Dikkat eksikliğine gelince yine yukarıdaki duruma benzer bir durum var. Öğretmen çocuğa öğretemeyince, dikkat eksikliği kavramını diline dolamış bir vaziyette atıp tutuyor. Son yıllarda neredeyse her başarısız çocukta dikkat eksikliği var nedense. Çocuk aslında ne biliyor musunuz? Tembel. Evet! bildiğiniz tembel. Çalışma disiplini yok çocukta, kazandırılmamış. Doğru ders çalışma alışkanlığını öğrenememiş, öğretilmemiş.
Öğretmenimiz bu durumda ne yapıyor? Çocuğun velisine çocuğunuz öğrenemiyor, çocuğunuzda dikkat eksikliği var damgasını yapıştırıyor. Gidin ve tedavi ettirin diyor. Elbette ki alanda uzman ve psikoloji ihtisası yaptığı için bu tanıyı koyabilir. Hakkı var.

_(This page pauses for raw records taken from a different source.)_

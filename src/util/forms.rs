//! Form models and client-side validation for the stock workflows.
//!
//! DESIGN
//! ======
//! Inputs arrive as raw strings from the DOM; each form struct owns those raw
//! values plus a `validate` pass that yields per-field errors. Submission is
//! blocked while any error is present and errors render inline next to their
//! field. Numeric fields are coerced on access, mirroring how the original
//! schemas coerced before checking minimums.

#[cfg(test)]
#[path = "forms_test.rs"]
mod forms_test;

use crate::util::dates;
use chrono::NaiveDate;

/// A validation failure attached to a named form field.
#[derive(Clone, Debug, PartialEq, Eq)]
pub struct FieldError {
    pub field: &'static str,
    pub message: String,
}

impl FieldError {
    fn new(field: &'static str, message: &str) -> Self {
        Self {
            field,
            message: message.to_owned(),
        }
    }
}

/// Find the error message for `field`, if any.
pub fn message_for<'a>(errors: &'a [FieldError], field: &str) -> Option<&'a str> {
    errors
        .iter()
        .find(|e| e.field == field)
        .map(|e| e.message.as_str())
}

fn require_text(errors: &mut Vec<FieldError>, field: &'static str, value: &str, message: &str) {
    if value.trim().is_empty() {
        errors.push(FieldError::new(field, message));
    }
}

fn require_min_number(
    errors: &mut Vec<FieldError>,
    field: &'static str,
    raw: &str,
    min: u32,
    message: &str,
) {
    match raw.trim().parse::<u32>() {
        Ok(n) if n >= min => {}
        _ => errors.push(FieldError::new(field, message)),
    }
}

fn require_date(errors: &mut Vec<FieldError>, field: &'static str, raw: &str, message: &str) {
    if dates::parse_expiry(raw.trim()).is_none() {
        errors.push(FieldError::new(field, message));
    }
}

fn require_room(errors: &mut Vec<FieldError>, room_id: Option<i64>, message: &str) {
    match room_id {
        Some(id) if id >= 1 => {}
        _ => errors.push(FieldError::new("room_select", message)),
    }
}

fn parse_quantity(raw: &str) -> Option<u32> {
    raw.trim().parse().ok()
}

/// Cycle-count entry: adjusts the recorded quantity of one item in one room.
#[derive(Clone, Debug, Default, PartialEq)]
pub struct CycleCountForm {
    pub room_id: Option<i64>,
    pub serial_num: String,
    pub item_name: String,
    pub quantity: String,
    pub expiry_date: String,
}

impl CycleCountForm {
    pub fn validate(&self) -> Vec<FieldError> {
        let mut errors = Vec::new();
        require_room(&mut errors, self.room_id, "Please select a room to display.");
        require_text(
            &mut errors,
            "serial_num",
            &self.serial_num,
            "Serial number cannot be blank",
        );
        require_text(
            &mut errors,
            "item_name",
            &self.item_name,
            "Item name cannot be blank",
        );
        require_min_number(
            &mut errors,
            "quantity",
            &self.quantity,
            1,
            "Quantity cannot be blank",
        );
        require_date(
            &mut errors,
            "expiry_date",
            &self.expiry_date,
            "An expiry date is required.",
        );
        errors
    }

    pub fn quantity_value(&self) -> Option<u32> {
        parse_quantity(&self.quantity)
    }

    pub fn expiry_value(&self) -> Option<NaiveDate> {
        dates::parse_expiry(self.expiry_date.trim())
    }
}

/// New-item registration: item identity plus its initial per-room stock.
#[derive(Clone, Debug, Default, PartialEq)]
pub struct AddItemForm {
    pub room_id: Option<i64>,
    pub serial_num: String,
    pub item_name: String,
    pub quantity: String,
    pub uom: String,
    pub par: String,
    pub expiry_date: String,
}

impl AddItemForm {
    pub fn validate(&self) -> Vec<FieldError> {
        let mut errors = Vec::new();
        require_room(&mut errors, self.room_id, "Please select a room to display.");
        require_text(
            &mut errors,
            "serial_num",
            &self.serial_num,
            "Serial number cannot be blank",
        );
        require_text(
            &mut errors,
            "item_name",
            &self.item_name,
            "Item name cannot be blank",
        );
        require_min_number(
            &mut errors,
            "quantity",
            &self.quantity,
            1,
            "Quantity cannot be blank",
        );
        require_text(&mut errors, "uom", &self.uom, "UOM cannot be blank");
        require_min_number(&mut errors, "par", &self.par, 1, "Par level cannot be blank");
        require_date(
            &mut errors,
            "expiry_date",
            &self.expiry_date,
            "An expiry date is required.",
        );
        errors
    }

    pub fn quantity_value(&self) -> Option<u32> {
        parse_quantity(&self.quantity)
    }

    pub fn par_value(&self) -> Option<u32> {
        parse_quantity(&self.par)
    }

    pub fn expiry_value(&self) -> Option<NaiveDate> {
        dates::parse_expiry(self.expiry_date.trim())
    }
}

/// Which delete transaction the user picked.
#[derive(Clone, Copy, Debug, PartialEq, Eq)]
pub enum DeleteMode {
    /// Remove one item's stock record from one room.
    RoomItem,
    /// Remove the item everywhere, including its catalog entry.
    Everywhere,
}

/// Item deletion: a transaction type plus the identifying fields.
#[derive(Clone, Debug, Default, PartialEq)]
pub struct DeleteItemForm {
    pub mode: Option<DeleteMode>,
    pub room_id: Option<i64>,
    pub serial_num: String,
    pub item_name: String,
    pub quantity: String,
    pub expiry_date: String,
}

impl DeleteItemForm {
    pub fn validate(&self) -> Vec<FieldError> {
        let mut errors = Vec::new();
        if self.mode.is_none() {
            errors.push(FieldError::new(
                "mode",
                "You need to select a transaction type.",
            ));
        }
        require_text(
            &mut errors,
            "serial_num",
            &self.serial_num,
            "Serial number cannot be blank",
        );
        require_room(&mut errors, self.room_id, "Please select a room to display.");
        errors
    }

    /// Clear the prefilled fields when the transaction type changes.
    pub fn reset_details(&mut self) {
        self.serial_num.clear();
        self.item_name.clear();
        self.quantity.clear();
        self.expiry_date.clear();
    }
}
use super::*;

// =============================================================
// Building / Room
// =============================================================

#[test]
fn building_deserializes_with_rooms_and_users() {
    let json = r#"{
        "id": 1,
        "name": "Main Clinic",
        "image_size": "200px",
        "building_img_url": "https://storage.example/buildings/main",
        "rooms": [
            {"id": 4, "name": "Pharmacy", "left": 10.5, "top": 20.0,
             "width": 15.0, "height": 12.5, "building_id": 1}
        ],
        "users": [
            {"id": 9, "building_id": 1, "user_id": 3, "admin": true}
        ]
    }"#;
    let building: Building = serde_json::from_str(json).unwrap();
    assert_eq!(building.name, "Main Clinic");
    assert_eq!(building.rooms.len(), 1);
    assert_eq!(building.rooms[0].left, 10.5);
    assert!(building.users[0].admin);
}

#[test]
fn building_tolerates_missing_collections() {
    let json = r#"{"id": 2, "name": "Annex", "image_size": "200px",
                   "building_img_url": "https://x/y"}"#;
    let building: Building = serde_json::from_str(json).unwrap();
    assert!(building.rooms.is_empty());
    assert!(building.users.is_empty());
}

// =============================================================
// Item / RoomItem
// =============================================================

#[test]
fn item_deserializes_room_items_under_camel_case_key() {
    let json = r#"{
        "id": 7, "serial_num": "SN-1", "item_name": "Saline", "par_level": 10,
        "roomItems": [
            {"id": 1, "room_id": 4, "item_id": 7, "quantity": 3, "uom": "box",
             "expiry_date": "2026-09-01T00:00:00.000Z", "room": {"name": "Pharmacy"}}
        ]
    }"#;
    let item: Item = serde_json::from_str(json).unwrap();
    assert_eq!(item.room_items.len(), 1);
    assert_eq!(item.room_items[0].room.as_ref().unwrap().name, "Pharmacy");
}

#[test]
fn room_item_expiry_is_optional() {
    let json = r#"{"id": 1, "room_id": 4, "item_id": 7, "quantity": 3, "uom": "ea"}"#;
    let row: RoomItem = serde_json::from_str(json).unwrap();
    assert_eq!(row.expiry_date, None);
    assert_eq!(row.room, None);
}

// =============================================================
// Cart
// =============================================================

#[test]
fn active_cart_deserializes_line_items() {
    let json = r#"{
        "cartLineItems": [
            {"id": 1, "cart_id": 5, "item_id": 7, "room_id": 4, "quantity": 2,
             "expiry_date": "2026-09-01",
             "item": {"id": 7, "serial_num": "SN-1", "item_name": "Saline", "par_level": 10}}
        ]
    }"#;
    let cart: ActiveCart = serde_json::from_str(json).unwrap();
    assert_eq!(cart.cart_line_items.len(), 1);
    assert_eq!(cart.cart_line_items[0].item.item_name, "Saline");
}

#[test]
fn active_cart_defaults_to_empty() {
    let cart: ActiveCart = serde_json::from_str("{}").unwrap();
    assert!(cart.cart_line_items.is_empty());
}

// =============================================================
// Report envelopes
// =============================================================

#[test]
fn expiry_report_deserializes() {
    let json = r#"{
        "count": 2,
        "items": [
            {"id": 1, "room_id": 4, "item_id": 7, "quantity": 3, "uom": "box",
             "expiry_date": "2026-03-01T00:00:00.000Z",
             "item": {"serial_num": "SN-1", "item_name": "Saline"},
             "room": {"name": "Pharmacy"}}
        ]
    }"#;
    let report: ExpiryReport = serde_json::from_str(json).unwrap();
    assert_eq!(report.count, 2);
    assert_eq!(report.items[0].room.name, "Pharmacy");
}

#[test]
fn below_par_count_accepts_bare_number() {
    let json = r#"{"count": 3, "items": []}"#;
    let report: BelowParReport = serde_json::from_str(json).unwrap();
    assert_eq!(report.count, 3);
}

#[test]
fn below_par_count_accepts_aggregate_rows() {
    let json = r#"{"count": [{"count": 5}], "items": []}"#;
    let report: BelowParReport = serde_json::from_str(json).unwrap();
    assert_eq!(report.count, 5);
}

#[test]
fn below_par_count_accepts_stringly_aggregate() {
    let json = r#"{"count": [{"count": "8"}], "items": []}"#;
    let report: BelowParReport = serde_json::from_str(json).unwrap();
    assert_eq!(report.count, 8);
}

#[test]
fn below_par_count_empty_rows_is_zero() {
    let json = r#"{"count": [], "items": []}"#;
    let report: BelowParReport = serde_json::from_str(json).unwrap();
    assert_eq!(report.count, 0);
}

#[test]
fn below_par_item_reads_camel_case_total() {
    let json = r#"{"id": 7, "itemTotal": 4, "item_name": "Saline",
                   "par_level": 10, "serial_num": "SN-1"}"#;
    let item: BelowParItem = serde_json::from_str(json).unwrap();
    assert_eq!(item.item_total, 4);
}

// =============================================================
// Request payloads
// =============================================================

#[test]
fn add_cart_item_payload_serializes_camel_case_fields() {
    let payload = AddCartItemPayload {
        serial_num: "SN-1".to_owned(),
        item_name: "Saline".to_owned(),
        quantity: 2,
        expiry_date: "2026-09-01".to_owned(),
        room_select: 4,
        user_id: 3,
    };
    let json = serde_json::to_value(&payload).unwrap();
    assert_eq!(json["serialNum"], "SN-1");
    assert_eq!(json["roomSelect"], 4);
    assert_eq!(json["userId"], 3);
}

#[test]
fn new_building_payload_nests_building_and_rooms() {
    let payload = NewBuildingPayload {
        building: NewBuilding {
            name: "Annex".to_owned(),
            image_size: "200px".to_owned(),
            building_img_url: "https://x/y".to_owned(),
        },
        rooms: vec![NewRoom {
            name: "Store".to_owned(),
            left: 1.0,
            top: 2.0,
            width: 3.0,
            height: 4.0,
            building_id: 0,
        }],
    };
    let json = serde_json::to_value(&payload).unwrap();
    assert_eq!(json["building"]["name"], "Annex");
    assert_eq!(json["rooms"][0]["width"], 3.0);
}

// The backend stores room geometry as flat left/top columns; the selection
// widget's corner pair must be unpacked before the room goes on the wire.
#[test]
fn new_room_serializes_flat_position_fields() {
    let room = NewRoom {
        name: "Store".to_owned(),
        left: 1.0,
        top: 2.0,
        width: 3.0,
        height: 4.0,
        building_id: 0,
    };
    let json = serde_json::to_value(&room).unwrap();
    assert_eq!(json["left"], 1.0);
    assert_eq!(json["top"], 2.0);
    assert_eq!(json["building_id"], 0);
    assert!(json.get("topLeft").is_none());
}

#[test]
fn add_building_user_payload_serializes_camel_case_fields() {
    let payload = AddBuildingUserPayload {
        building_id: 1,
        new_user_email: "crew@example.com".to_owned(),
        admin: false,
    };
    let json = serde_json::to_value(&payload).unwrap();
    assert_eq!(json["buildingId"], 1);
    assert_eq!(json["newUserEmail"], "crew@example.com");
}

#[test]
fn ack_defaults_success_false() {
    let ack: Ack = serde_json::from_str("{}").unwrap();
    assert!(!ack.success);
}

Peki dikkat eksikliği var şüphesiyle bize gelen öğrencilerden edindiğimiz sonuçlar ne? Bakınız dikkat eksikliği var diye gelen çocukların birçoğunda da şu iki durum söz konusu.
- Alt yapı eksikliği, yani çocuğun temeli yok. Şu anki bulunduğu sınıfın seviyesinde değil bilgi olarak.
- Çocukta hafıza eksikliği var. Bakınız hafızada tutma öğrenme-öğretme sürecinde sıkıntılar var.
Tabii ki çocuktan kaynaklanan genetik ya da bireysel farklılıklar elbette var. Ancak biz genel çoğunluktan bahsediyoruz.
Son olarak sevgili öğretmenler, nasıl ki bundan yirmi yıl önce öğretmen denilince bile insanlar önlerini ilikliyorlardı. Sizlere saygı gösteriyorlardı. Ve şimdi bu saygınlık neredeyse yok. Ve siz bu saygınlığı, statüyü, değerli olmayı yeniden istiyorsunuz, işte o zaman sizlerde bazı şeyleri değiştirmelisiniz.
İdare gerekeni yapmalı, bakanlık gerekeni yapmalı, hükümet gerekeni yapmalı bunların hepsine varım. Sorunlarınız çözülmeli, buna da evet. Ancak sizler sorun olarak sadece maaş zammıyla gelirseniz, eğitim ve öğretim ile ilgili isteklerde bulunmazsanız bu durum da çözülmez.
Bir de hep idareden, bakanlıktan, hükümetten beklemek yerine, bazı şeyleri değiştirmek için siz ne / neler yapıyorsunuz?
Tüm saygıdeğer, emektar, cefakâr öğretmenlerime saygılar sunuyorum.